Apprenticeships geared toward boosting workforce - WXOW News 19 La Crosse, WI – News, Weather and Sports |

Apprenticeships geared toward boosting workforce


LA CROSSE, Wisconsin (WXOW)-- Apprenticeships are one way the Wisconsin Department of Workforce Development is looking to grow the number of skilled workers.

An apprenticeship is usually between four and five years and it's a partnership between an employee, an employer, the state and a school to help a worker gain skills and ultimately a better job.

Wisconsin was actually the first state in the nation to have an apprentice program; it started more than a century ago in 1911. In 2012 the state had more than 9500 apprentices in training in more than 200 different occupations.

Trane company is one local company that utilizes the apprenticeship program.

"I've been here at Trane, it'll be 32 years this month, I was a production welder up to this point," said Dave Malin, an apprentice.

But now Dave Malin is a journeyman maintenance mechanic, a title he earned Tuesday after completing an apprenticeship with Trane Company and Western Technical college.

"I went to school for, we had 573 hours of schooling and over 8000 hours of on job training," Malin said. "All my school was paid for and my time in school was paid for."
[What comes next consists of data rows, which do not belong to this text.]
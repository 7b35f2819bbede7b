//! Error types for the reflow engine

use crate::pages::PageId;
use crate::reflow::ReflowState;
use thiserror::Error;

/// Failure reported by a [`MeasurementOracle`](crate::layout::MeasurementOracle)
#[derive(Error, Debug, Clone, PartialEq)]
pub enum MeasureError {
    /// The rendering surface is not attached, nothing can be measured
    #[error("Layout context detached: {0}")]
    Detached(String),

    #[error("Measurement failed: {0}")]
    Failed(String),
}

/// Errors surfaced by [`ReflowController`](crate::reflow::ReflowController).
///
/// None of these are fatal. An `Err` returned from a controller operation
/// always means the page sequence was left exactly as it was.
#[derive(Error, Debug, Clone, PartialEq)]
pub enum ReflowError {
    /// The oracle could not measure; no overflow decision was made this cycle
    #[error("Measurement unavailable: {0}")]
    MeasurementUnavailable(#[from] MeasureError),

    /// Content does not fit on a page even alone; the page is kept oversized
    #[error("Page {page_id} cannot fit its content ({height} > {max_height})")]
    NoFitPossible {
        page_id: PageId,
        height: f32,
        max_height: f32,
    },

    /// Operation on a page id that is not (or no longer) in the sequence
    #[error("Invalid operation on page {page_id}: {reason}")]
    InvalidOperation {
        page_id: PageId,
        reason: &'static str,
    },

    /// A mutation arrived while a reflow was still settling
    #[error("Reflow in progress ({0:?})")]
    ReentrantReflow(ReflowState),
}

impl ReflowError {
    pub(crate) fn invalid(page_id: PageId, reason: &'static str) -> Self {
        ReflowError::InvalidOperation { page_id, reason }
    }
}

#[cfg(test)]
mod tests {
    use super::*;

    #[test]
    fn test_measure_error_converts() {
        let err: ReflowError = MeasureError::Detached("no surface".to_string()).into();
        assert!(matches!(err, ReflowError::MeasurementUnavailable(_)));
        assert_eq!(
            err.to_string(),
            "Measurement unavailable: Layout context detached: no surface"
        );
    }

    #[test]
    fn test_no_fit_message() {
        let err = ReflowError::NoFitPossible {
            page_id: PageId(3),
            height: 900.0,
            max_height: 882.0,
        };
        assert_eq!(err.to_string(), "Page 3 cannot fit its content (900 > 882)");
    }
}
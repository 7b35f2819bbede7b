//! Benchmarks for splitting and reflow

use criterion::{black_box, criterion_group, criterion_main, Criterion};
use pageflow::{
    ContentSplitter, Fragment, LayoutContext, MetricsOracle, NullSurface, PageSequence, Paginator,
    ReflowConfig, ReflowController,
};

fn document(paragraphs: usize) -> String {
    (0..paragraphs)
        .map(|i| {
            format!(
                "<p>Paragraph {} contains enough <b>text</b> to span multiple lines and test the line breaking algorithm.</p>",
                i
            )
        })
        .collect()
}

fn no_settle() -> ReflowController {
    ReflowController::new(LayoutContext::a4()).with_config(ReflowConfig { settle_delay_ms: 0 })
}

fn bench_tokenize(c: &mut Criterion) {
    let markup = document(50);
    c.bench_function("tokenize_medium_document", |b| {
        b.iter(|| black_box(Fragment::parse(black_box(&markup))));
    });
}

fn bench_split_page(c: &mut Criterion) {
    c.bench_function("split_overflowing_page", |b| {
        let oracle = MetricsOracle::new();
        let layout = LayoutContext::a4();
        let content = Fragment::parse(&document(30));
        let splitter = ContentSplitter::new(&oracle, layout.style());

        b.iter(|| {
            black_box(splitter.split(&content, layout.max_content_height()).ok());
        });
    });
}

fn bench_typing_overflow(c: &mut Criterion) {
    c.bench_function("typing_overflow_cascade", |b| {
        let oracle = MetricsOracle::new();
        let full = document(30);
        let short = document(5);

        b.iter(|| {
            let mut controller = no_settle();
            let mut pages = PageSequence::new(&short);
            let first = pages.first().id();
            black_box(
                controller
                    .on_content_changed(&mut pages, &oracle, first, &full)
                    .ok(),
            );
        });
    });
}

fn bench_relayout_medium(c: &mut Criterion) {
    c.bench_function("relayout_medium_document", |b| {
        let oracle = MetricsOracle::new();
        let mut controller = no_settle();
        let mut pages = PageSequence::new(&document(50));
        let mut font_size = 16.0;

        b.iter(|| {
            font_size = if font_size == 16.0 { 14.0 } else { 16.0 };
            black_box(
                controller
                    .on_font_size_change(&mut pages, &oracle, font_size)
                    .ok(),
            );
        });
    });
}

fn bench_paginate_document(c: &mut Criterion) {
    let markup = document(50);
    c.bench_function("paginate_new_document", |b| {
        b.iter(|| {
            let paginator = Paginator::with_controller(
                black_box(&markup),
                MetricsOracle::new(),
                NullSurface,
                LayoutContext::a4(),
                no_settle(),
            );
            black_box(paginator.pages().len());
        });
    });
}

criterion_group!(
    benches,
    bench_tokenize,
    bench_split_page,
    bench_typing_overflow,
    bench_relayout_medium,
    bench_paginate_document,
);

criterion_main!(benches);
//! Page geometry and the derived layout quantities

use serde::{Deserialize, Serialize};

use super::StyleContext;

/// Layout units per inch
pub const UNITS_PER_INCH: f32 = 96.0;

const MM_PER_INCH: f32 = 25.4;

/// Line height as a multiple of font size
pub const LINE_HEIGHT_FACTOR: f32 = 1.15;

pub const DEFAULT_FONT_SIZE: f32 = 16.0;

/// Space held back at the bottom of every page (about four lines)
pub const PAGE_BREAK_BUFFER: f32 = 48.0;

/// Convert millimetres to whole layout units
pub fn mm_to_units(mm: f32) -> f32 {
    (mm * UNITS_PER_INCH / MM_PER_INCH).floor()
}

#[derive(Debug, Clone, Copy, PartialEq, Serialize, Deserialize)]
#[serde(default, rename_all = "camelCase")]
pub struct PageDimensions {
    pub width: f32,
    pub height: f32,
}

impl Default for PageDimensions {
    fn default() -> Self {
        // A4
        Self {
            width: mm_to_units(210.0),
            height: mm_to_units(297.0),
        }
    }
}

#[derive(Debug, Clone, Copy, PartialEq, Serialize, Deserialize)]
#[serde(default, rename_all = "camelCase")]
pub struct Margins {
    pub top: f32,
    pub bottom: f32,
    pub left: f32,
    pub right: f32,
}

impl Margins {
    pub fn uniform(size: f32) -> Self {
        Self {
            top: size,
            bottom: size,
            left: size,
            right: size,
        }
    }
}

impl Default for Margins {
    fn default() -> Self {
        Self::uniform(UNITS_PER_INCH)
    }
}

/// Layout constants every reflow operation is computed against.
///
/// A value type: a resize or font change produces a new context rather
/// than mutating the current one.
#[derive(Debug, Clone, Copy, PartialEq, Serialize, Deserialize)]
#[serde(default, rename_all = "camelCase")]
pub struct LayoutContext {
    pub font_size: f32,
    pub page: PageDimensions,
    pub margins: Margins,
    pub break_buffer: f32,
}

impl Default for LayoutContext {
    fn default() -> Self {
        Self::a4()
    }
}

impl LayoutContext {
    /// A4 page, 1 inch margins, default font size
    pub fn a4() -> Self {
        Self {
            font_size: DEFAULT_FONT_SIZE,
            page: PageDimensions::default(),
            margins: Margins::default(),
            break_buffer: PAGE_BREAK_BUFFER,
        }
    }

    /// Read a (possibly partial) JSON object; missing fields take defaults
    pub fn from_json(json: &str) -> Result<Self, serde_json::Error> {
        serde_json::from_str(json)
    }

    pub fn with_font_size(self, font_size: f32) -> Self {
        Self { font_size, ..self }
    }

    pub fn with_page(self, page: PageDimensions) -> Self {
        Self { page, ..self }
    }

    pub fn line_height(&self) -> f32 {
        (self.font_size * LINE_HEIGHT_FACTOR).ceil()
    }

    /// Height available to content on one page.
    ///
    /// Independent of font size; only the line height follows the font.
    pub fn max_content_height(&self) -> f32 {
        self.page.height - (self.margins.top + self.margins.bottom + self.break_buffer)
    }

    pub fn content_width(&self) -> f32 {
        self.page.width - self.margins.left - self.margins.right
    }

    /// Whole lines that fit on a page (line-number gutter length)
    pub fn max_lines(&self) -> usize {
        let line_height = self.line_height();
        if line_height <= 0.0 {
            return 0;
        }
        (self.max_content_height() / line_height).floor().max(0.0) as usize
    }

    /// Style handed to the measurement oracle
    pub fn style(&self) -> StyleContext {
        StyleContext {
            font_size: self.font_size,
            line_height: self.line_height(),
            content_width: self.content_width(),
        }
    }
}

/// Source of the current page geometry, consulted on container resize
pub trait LayoutProvider {
    fn layout_context(&self) -> LayoutContext;
}

impl LayoutProvider for LayoutContext {
    fn layout_context(&self) -> LayoutContext {
        *self
    }
}

#[cfg(test)]
mod tests {
    use super::*;

    #[test]
    fn test_a4_defaults() {
        let layout = LayoutContext::a4();
        assert_eq!(layout.page.width, 793.0);
        assert_eq!(layout.page.height, 1122.0);
        assert_eq!(layout.margins, Margins::uniform(96.0));
        assert_eq!(layout.break_buffer, 48.0);
    }

    #[test]
    fn test_derived_quantities() {
        let layout = LayoutContext::a4();
        assert_eq!(layout.line_height(), 19.0);
        assert_eq!(layout.max_content_height(), 882.0);
        assert_eq!(layout.content_width(), 601.0);
        assert_eq!(layout.max_lines(), 46);
    }

    #[test]
    fn test_capacity_ignores_font_size() {
        let small = LayoutContext::a4().with_font_size(10.0);
        let large = LayoutContext::a4().with_font_size(32.0);
        assert_eq!(small.max_content_height(), large.max_content_height());
        assert!(small.max_lines() > large.max_lines());
    }

    #[test]
    fn test_partial_json() {
        let layout = LayoutContext::from_json(r#"{"fontSize": 12, "margins": {"top": 50}}"#).unwrap();
        assert_eq!(layout.font_size, 12.0);
        assert_eq!(layout.margins.top, 50.0);
        assert_eq!(layout.margins.bottom, 96.0);
        assert_eq!(layout.page.height, 1122.0);
    }
}
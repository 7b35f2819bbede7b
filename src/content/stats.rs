//! Character, word and sentence counts for the status line

use serde::Serialize;
use unicode_segmentation::UnicodeSegmentation;

use super::Fragment;

#[derive(Debug, Clone, Copy, PartialEq, Eq, Default, Serialize)]
#[serde(rename_all = "camelCase")]
pub struct DocumentStats {
    pub char_count: usize,
    pub word_count: usize,
    pub sentence_count: usize,
}

impl DocumentStats {
    /// Count over plain text
    pub fn from_text(text: &str) -> Self {
        Self {
            char_count: text.chars().count(),
            word_count: text.unicode_words().count(),
            sentence_count: text
                .split(['.', '!', '?'])
                .filter(|s| !s.trim().is_empty())
                .count(),
        }
    }

    /// Count over a fragment with its markup stripped
    pub fn from_fragment(fragment: &Fragment) -> Self {
        Self::from_text(&fragment.plain_text())
    }
}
But apprenticeships aren't just for veteran employees. In fact the Wisconsin Department of Workforce Development is looking to fill the so-called skills gap by engaging younger members of the workforce.

"We're looking at almost a million people leaving the workforce in the next 8, 9, 10 years, and only a third of those might require a college degree but all of them virtually require some education beyond a high school skills," said Jonathan Barry, the Deputy Secretary of the Wisconsin Department of Workforce Development. "So we really have a challenge on our hands to make sure that Wisconsin fills that pipeline with skilled workers, apprenticeship is a key part of it."

In his budget proposal Gov. Walker pledged permanent state funding for the program to supplement federal funds set to run out in 2014. The goal is to get more employers to add apprenticeship opportunities.

"One of the values is the employer, through apprenticeship, is able to hire a person who has experience, so that's a good deal," Barry said. "And then also these individuals who apprentice in the company, more often than not, have a loyalty to the company."

Malin says he'd recommend an apprenticeship to anyone, young or old, looking for a career.

"It definitely challenges you mentally and physically, so it kind of gives new life to working," Malin said. "So it's a good way of getting ahead."

The average annual wage in manufacturing occupations is more than $51,000, which is $10,000 more than the average state wage.